Re: Aesthetics, PCP and broaders issues in general.

Gary Blanchard (garyb@pics.com)
Wed, 20 May 1998 17:59:07 -0700

Dear Esteban-

Thanks for your rapid, and --- at least to my non-expert interpreting ---
comprehensive, scholarly, and well-grounded response.

I would like to take some time to read over a few times what you have said, and
give myself a chance to reflect on it. Then I will be more than happy to offer
you any comment I have.

Again, my sincere thanks, and appreciation.

Best wishes, Gary

Esteban Laso wrote:

> Hi
>
> Gary Blanchard wrote:
>
> >Estaban-
> >
> >I noted in your prior post your comment:
> >
> >"Pierce and Wittgenstein pointed out something very close -that we live
> >inside a world of words, and that we can't rest over an external reality
> >to ultimately validate them."
> >
> >Would you be willing to expand on this, and suggest any implications you
> see for
> >us today, wjther we are Personal Construct Psychology professionals or
> not?
> >
> >I would be most appreciative.
> >
> >Sincerely, Gary
> >
>
> Sure -altought i'm not a professional linguist!
> Let's start with Peirce. Lacan, the postfreudian Charles Smith quoted, tried
> to reframe Freud's theory inside of the linguistic and semiotic structure
> provided by Ferdinand de Saussure, who believed that a sign (for instance,
> the written word "tree") was composed of a signifier -the sign's material
> form: the letters "t-r-e-e"- and the signified -the meaning associated with
> the signifier: the concept of "tree". Peirce proposed a triadic model: a
> representamen, the form taken by the sign; an interpretant, which is not the
> interpreter if the sign but rather the sense made of it; and an object to
> which the sign refers. Altought Peirce mentions a "real" object while
> Saussure doesn't, he also proposed that _every sign is interpreted by means
> of another sign (the interpretant)_, and that _nothing is a sign unless it's
> interpreted as a sign_ (by somebody). Since, from his point of view, we
> can't think without signs, and since every sign leads to another sign (this
> is sometimes called "unlimited semiosis"), we live inside of a linguistical
> world whose boundaries we are unable to overcome. There is no "intuition",
> no direct apprehension ef an "external" reality.
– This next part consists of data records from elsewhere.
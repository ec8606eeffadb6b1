//! Output-size reduction policy for large read windows.
//!
//! Multi-megapixel windows are cut down before decoding: the factor scales
//! the *requested output* dimensions handed to the band reader, which then
//! decodes at a reduced resolution (COG overview selection) instead of
//! decoding everything and discarding pixels afterward.

/// Pixel count above which output is reduced by a factor of 4.
const FACTOR_4_THRESHOLD: u64 = 4_000_000;

/// Pixel count above which output is reduced by a factor of 2.
const FACTOR_2_THRESHOLD: u64 = 2_000_000;

/// Pick the downsampling factor for a read window of the given size.
pub fn downsample_factor(width: u32, height: u32) -> u32 {
    let pixels = width as u64 * height as u64;
    if pixels > FACTOR_4_THRESHOLD {
        4
    } else if pixels > FACTOR_2_THRESHOLD {
        2
    } else {
        1
    }
}

/// Apply a downsampling factor to window dimensions, rounding up so no part
/// of the window is dropped.
pub fn apply_factor(width: u32, height: u32, factor: u32) -> (u32, u32) {
    let factor = factor.max(1);
    (width.div_ceil(factor), height.div_ceil(factor))
}

#[cfg(test)]
mod tests {
    use super::*;

    #[test]
    fn test_factor_thresholds() {
        // 5,000,000 px
        assert_eq!(downsample_factor(2500, 2000), 4);
        // 2,250,000 px
        assert_eq!(downsample_factor(1500, 1500), 2);
        // 1,000,000 px
        assert_eq!(downsample_factor(1000, 1000), 1);
    }

    #[test]
    fn test_factor_thresholds_are_exclusive() {
        // Exactly 2,000,000 px stays at full resolution
        assert_eq!(downsample_factor(2000, 1000), 1);
        // Exactly 4,000,000 px gets factor 2
        assert_eq!(downsample_factor(2000, 2000), 2);
    }

    #[test]
    fn test_apply_factor_rounds_up() {
        assert_eq!(apply_factor(2501, 2001, 4), (626, 501));
        assert_eq!(apply_factor(2500, 2000, 4), (625, 500));
        assert_eq!(apply_factor(1000, 1000, 1), (1000, 1000));
    }

    #[test]
    fn test_apply_factor_guards_zero() {
        assert_eq!(apply_factor(100, 100, 0), (100, 100));
    }
}
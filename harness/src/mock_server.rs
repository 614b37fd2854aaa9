//! Fixed-response HTTP target for scanner tests.
//!
//! Every request, whatever its method or path, gets `200 OK`,
//! `Content-Type: text/html` and the body `Example`. The listener is bound
//! synchronously in [`MockServer::start`] so bind errors reach the caller; the
//! accept loop then runs on a dedicated worker thread with its own
//! current-thread tokio runtime until [`MockServer::stop`] signals it.

use std::future::IntoFuture;
use std::net::{IpAddr, Ipv4Addr, SocketAddr, TcpListener};
use std::thread::{self, JoinHandle};
use std::time::Duration;

use axum::Router;
use axum::http::{StatusCode, header};
use axum::response::IntoResponse;
use tokio::sync::oneshot;
use tracing::{debug, info, instrument, warn};

use crate::error::{HarnessError, Result};

pub const RESPONSE_BODY: &str = "Example";
pub const RESPONSE_CONTENT_TYPE: &str = "text/html";

/// How long open connections may keep the worker alive after a stop request.
pub const SHUTDOWN_GRACE: Duration = Duration::from_secs(2);

/// Listener, shutdown signal and worker thread of one running server.
/// Torn down together by [`MockServer::stop`].
struct RunningServer {
    addr: SocketAddr,
    shutdown: oneshot::Sender<()>,
    worker: JoinHandle<std::io::Result<()>>,
}

enum ServerState {
    Stopped,
    Running(RunningServer),
}

pub struct MockServer {
    host: IpAddr,
    state: ServerState,
}

impl Default for MockServer {
    fn default() -> Self {
        Self::new()
    }
}

impl MockServer {
    /// Server that binds on all IPv4 interfaces.
    pub fn new() -> Self {
        Self::with_host(IpAddr::V4(Ipv4Addr::UNSPECIFIED))
    }

    pub fn with_host(host: IpAddr) -> Self {
        Self {
            host,
            state: ServerState::Stopped,
        }
    }

    pub fn is_running(&self) -> bool {
        matches!(self.state, ServerState::Running(_))
    }

    /// Bound address while running. Reports the real port when started on 0.
    pub fn local_addr(&self) -> Option<SocketAddr> {
        match &self.state {
            ServerState::Running(running) => Some(running.addr),
            ServerState::Stopped => None,
        }
    }

    /// Bind `port` and start serving in the background.
    ///
    /// Returns once the listener is bound and the worker thread is launched.
    ///
    /// # Errors
    ///
    /// [`HarnessError::StartWhileRunning`] if this instance is already serving,
    /// [`HarnessError::Bind`] if the port is unavailable. A failed start leaves
    /// the server stopped.
    #[instrument(skip(self))]
    pub fn start(&mut self, port: u16) -> Result<SocketAddr> {
        if let ServerState::Running(running) = &self.state {
            return Err(HarnessError::StartWhileRunning {
                port: running.addr.port(),
            });
        }

        let addr = SocketAddr::new(self.host, port);
        let bind_err = |source: std::io::Error| HarnessError::Bind { addr, source };
        let listener = TcpListener::bind(addr).map_err(bind_err)?;
        listener.set_nonblocking(true).map_err(bind_err)?;
        let addr = listener.local_addr().map_err(bind_err)?;

        let runtime = tokio::runtime::Builder::new_current_thread()
            .enable_all()
            .build()
            .map_err(|source| HarnessError::Runtime { source })?;
        let (shutdown, signal) = oneshot::channel();
        let worker = thread::Builder::new()
            .name(format!("mock-server-{}", addr.port()))
            .spawn(move || runtime.block_on(serve(listener, signal)))
            .map_err(|source| HarnessError::Runtime { source })?;

        info!(%addr, "mock server started");
        self.state = ServerState::Running(RunningServer {
            addr,
            shutdown,
            worker,
        });
        Ok(addr)
    }

    /// Stop serving and wait for the worker to exit.
    ///
    /// In-flight connections get [`SHUTDOWN_GRACE`] to finish and are dropped
    /// after that, so a stalled client cannot hold the worker. The port is
    /// released by the time this returns. A no-op when stopped.
    ///
    /// # Errors
    ///
    /// [`HarnessError::WorkerPanicked`] if the worker thread panicked. The
    /// server is stopped either way.
    pub fn stop(&mut self) -> Result<()> {
        let ServerState::Running(running) = std::mem::replace(&mut self.state, ServerState::Stopped)
        else {
            debug!("mock server not running");
            return Ok(());
        };

        info!(addr = %running.addr, "stopping mock server");
        // Err means the worker already returned and dropped the receiver.
        let _ = running.shutdown.send(());

        match running.worker.join() {
            Ok(Ok(())) => Ok(()),
            Ok(Err(e)) => {
                warn!(err = %e, "mock server exited with error");
                Ok(())
            }
            Err(_) => Err(HarnessError::WorkerPanicked),
        }
    }
}

impl Drop for MockServer {
    fn drop(&mut self) {
        if let Err(e) = self.stop() {
            warn!(err = %e, "failed to stop mock server on drop");
        }
    }
}

async fn serve(listener: TcpListener, signal: oneshot::Receiver<()>) -> std::io::Result<()> {
    let listener = tokio::net::TcpListener::from_std(listener)?;
    let (draining, drain_started) = oneshot::channel::<()>();
    let server = axum::serve(listener, router())
        .with_graceful_shutdown(async move {
            let _ = signal.await;
            let _ = draining.send(());
        })
        .into_future();
    let mut server = std::pin::pin!(server);

    tokio::select! {
        result = &mut server => result,
        _ = grace_expired(drain_started) => {
            warn!(grace_secs = SHUTDOWN_GRACE.as_secs(), "dropping connections still open after stop");
            Ok(())
        }
    }
}

/// Resolves [`SHUTDOWN_GRACE`] after the drain starts. Never resolves if the
/// server ends first and drops the sender without draining.
async fn grace_expired(drain_started: oneshot::Receiver<()>) {
    if drain_started.await.is_err() {
        std::future::pending::<()>().await;
    }
    tokio::time::sleep(SHUTDOWN_GRACE).await;
}

fn router() -> Router {
    Router::new().fallback(example)
}

async fn example() -> impl IntoResponse {
    (
        StatusCode::OK,
        [(header::CONTENT_TYPE, RESPONSE_CONTENT_TYPE)],
        RESPONSE_BODY,
    )
}
//! I/O helpers for the harness.

pub mod config;
pub mod process;
pub mod sink;
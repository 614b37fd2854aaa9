//! Error type shared by the process runner and the mock server.

use std::net::SocketAddr;
use std::path::PathBuf;

use thiserror::Error;

pub type Result<T> = std::result::Result<T, HarnessError>;

#[derive(Debug, Error)]
pub enum HarnessError {
    /// The scanner binary could not be started (missing or not executable).
    #[error("launch {}", program.display())]
    Launch {
        program: PathBuf,
        #[source]
        source: std::io::Error,
    },

    /// Reading the child's stdout failed mid-run. Lines captured before the
    /// failure remain available on the runner.
    #[error("read child stdout")]
    StreamRead {
        #[source]
        source: std::io::Error,
    },

    #[error("wait for child process")]
    Wait {
        #[source]
        source: std::io::Error,
    },

    /// The mock server could not bind its listener.
    #[error("bind mock server on {addr}")]
    Bind {
        addr: SocketAddr,
        #[source]
        source: std::io::Error,
    },

    #[error("mock server already running on port {port}")]
    StartWhileRunning { port: u16 },

    /// The mock server worker thread or its runtime could not be created.
    #[error("start mock server worker")]
    Runtime {
        #[source]
        source: std::io::Error,
    },

    #[error("mock server worker panicked")]
    WorkerPanicked,
}

#[cfg(test)]
mod tests {
    use super::*;

    #[test]
    fn launch_error_names_program_and_keeps_source() {
        let err = HarnessError::Launch {
            program: PathBuf::from("../bin/chopchop"),
            source: std::io::Error::from(std::io::ErrorKind::NotFound),
        };
        assert_eq!(err.to_string(), "launch ../bin/chopchop");
        assert!(std::error::Error::source(&err).is_some());
    }

    #[test]
    fn start_while_running_mentions_port() {
        let err = HarnessError::StartWhileRunning { port: 8080 };
        assert!(err.to_string().contains("8080"));
    }
}
//! Test-support harness for driving a command-line scanner.
//!
//! Two independent pieces, composed only by the calling test suite:
//!
//! - **[`process_runner`]**: launches the scanner binary, streams its stdout
//!   line by line into a capture buffer and an [`io::sink::OutputSink`], and
//!   records the exit status.
//! - **[`mock_server`]**: a fixed-response HTTP listener on a caller-chosen
//!   port, used as a scan target. Runs on a background worker thread with an
//!   explicit start/stop lifecycle.
//!
//! Side-effecting helpers (process spawning, output sinks, config files) live
//! in [`io`].

pub mod error;
pub mod exit_codes;
pub mod io;
pub mod logging;
pub mod mock_server;
pub mod process_runner;
#[cfg(any(test, feature = "test-support"))]
pub mod test_support;

pub use error::{HarnessError, Result};
pub use mock_server::MockServer;
pub use process_runner::ProcessRunner;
We are bounded by signs.
>
> Wittgenstein is often quoted as saying "the meaning of a word is the use of
> that word" -that's not the exact phrase, which can be found in his
> Philosophical Inquires, paragraph 43. in the Tractatus Logico-Philosophicus,
> 5.6, he says: "_The limits of my language_ means the limits of my world". (i
> 'm translating my Spanish original). In this, his first book, he is akin to
> a referentialist model of meaning: "2.223 To know if a figure is true or
> false, we have to compare it with reality". But in his late works he shifts
> to a performative model: "403 [SOmething] is true only to the extent in
> which is an unshakable foundation of his games of language" (On certainty).
> These "games of language" are rooted in the "ways of living" we learn as
> children: "23 ... to talk a language is part of an activity or a way of
> living" (Philosophical Inquires). Games of language can change -that change
> bringing a change in concepts and ways of living: "63. If we imagine the
> facts as different from what they are, some games of language lose
> importance and others become important" (On certainty). And "370. ...the
> absence of doubt belongs to the essence of the game of language, and the
> question "How do I know..?" pulls one out of the game of language or else
> supress it" (On certainty).
> Isn't a part of the therapeutic task to arise doubts in the client's model
> of things, and to carry with him an exploration of what could happen being
> the facts "different of what they are"? Our task is not that of making him
> "aware of reality"; we are set with him in changing that "reality" for the
> good -helping him to slowly build new language games and, with them, new
> constructions.
> Hope I've been clear! Any comments?